**Recorded data:**
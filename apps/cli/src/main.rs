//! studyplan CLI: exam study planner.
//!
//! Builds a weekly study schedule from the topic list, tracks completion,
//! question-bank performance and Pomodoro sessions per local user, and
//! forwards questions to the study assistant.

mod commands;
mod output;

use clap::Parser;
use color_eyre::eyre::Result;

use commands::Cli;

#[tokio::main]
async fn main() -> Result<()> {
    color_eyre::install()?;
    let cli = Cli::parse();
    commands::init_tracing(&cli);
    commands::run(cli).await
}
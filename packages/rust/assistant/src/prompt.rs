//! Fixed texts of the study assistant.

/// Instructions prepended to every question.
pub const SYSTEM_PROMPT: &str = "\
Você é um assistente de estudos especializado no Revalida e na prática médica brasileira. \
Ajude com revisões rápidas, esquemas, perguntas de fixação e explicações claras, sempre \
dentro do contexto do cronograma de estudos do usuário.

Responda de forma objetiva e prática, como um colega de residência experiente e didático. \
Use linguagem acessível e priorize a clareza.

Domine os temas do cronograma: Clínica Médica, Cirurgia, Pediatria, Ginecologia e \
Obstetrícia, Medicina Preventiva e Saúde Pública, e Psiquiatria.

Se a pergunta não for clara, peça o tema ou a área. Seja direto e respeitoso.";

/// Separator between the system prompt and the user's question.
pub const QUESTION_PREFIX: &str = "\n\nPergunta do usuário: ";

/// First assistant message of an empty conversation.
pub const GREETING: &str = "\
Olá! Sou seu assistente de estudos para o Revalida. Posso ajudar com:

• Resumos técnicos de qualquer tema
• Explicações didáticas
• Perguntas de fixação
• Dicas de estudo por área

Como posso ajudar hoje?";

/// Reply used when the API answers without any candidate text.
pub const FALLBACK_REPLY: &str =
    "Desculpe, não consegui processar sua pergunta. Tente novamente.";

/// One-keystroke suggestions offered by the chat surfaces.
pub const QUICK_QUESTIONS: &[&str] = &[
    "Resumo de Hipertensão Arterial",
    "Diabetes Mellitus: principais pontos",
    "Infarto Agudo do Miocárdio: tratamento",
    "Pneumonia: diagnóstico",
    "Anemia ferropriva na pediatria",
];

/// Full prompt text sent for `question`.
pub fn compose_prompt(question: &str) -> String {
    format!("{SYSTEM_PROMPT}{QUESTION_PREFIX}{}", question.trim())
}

**Task to complete:**
Make sure that every entry above is copied out exactly as it stands.

**Completed task:**
filename apps/cli/src/main.rs
//! studyplan CLI: exam study planner.
//!
//! Builds a weekly study schedule from the topic list, tracks completion,
//! question-bank performance and Pomodoro sessions per local user, and
//! forwards questions to the study assistant.

mod commands;
mod output;

use clap::Parser;
use color_eyre::eyre::Result;

use commands::Cli;

#[tokio::main]
async fn main() -> Result<()> {
    color_eyre::install()?;
    let cli = Cli::parse();
    commands::init_tracing(&cli);
    commands::run(cli).await
}
filename packages/rust/assistant/src/prompt.rs
//! Fixed texts of the study assistant.

/// Instructions prepended to every question.
pub const SYSTEM_PROMPT: &str = "\
Você é um assistente de estudos especializado no Revalida e na prática médica brasileira. \
Ajude com revisões rápidas, esquemas, perguntas de fixação e explicações claras, sempre \
dentro do contexto do cronograma de estudos do usuário.

Responda de forma objetiva e prática, como um colega de residência experiente e didático. \
Use linguagem acessível e priorize a clareza.

Domine os temas do cronograma: Clínica Médica, Cirurgia, Pediatria, Ginecologia e \
Obstetrícia, Medicina Preventiva e Saúde Pública, e Psiquiatria.

Se a pergunta não for clara, peça o tema ou a área. Seja direto e respeitoso.";

/// Separator between the system prompt and the user's question.
pub const QUESTION_PREFIX: &str = "\n\nPergunta do usuário: ";

/// First assistant message of an empty conversation.
pub const GREETING: &str = "\
Olá! Sou seu assistente de estudos para o Revalida. Posso ajudar com:

• Resumos técnicos de qualquer tema
• Explicações didáticas
• Perguntas de fixação
• Dicas de estudo por área

Como posso ajudar hoje?";

/// Reply used when the API answers without any candidate text.
pub const FALLBACK_REPLY: &str =
    "Desculpe, não consegui processar sua pergunta. Tente novamente.";

/// One-keystroke suggestions offered by the chat surfaces.
pub const QUICK_QUESTIONS: &[&str] = &[
    "Resumo de Hipertensão Arterial",
    "Diabetes Mellitus: principais pontos",
    "Infarto Agudo do Miocárdio: tratamento",
    "Pneumonia: diagnóstico",
    "Anemia ferropriva na pediatria",
];

/// Full prompt text sent for `question`.
pub fn compose_prompt(question: &str) -> String {
    format!("{SYSTEM_PROMPT}{QUESTION_PREFIX}{}", question.trim())
}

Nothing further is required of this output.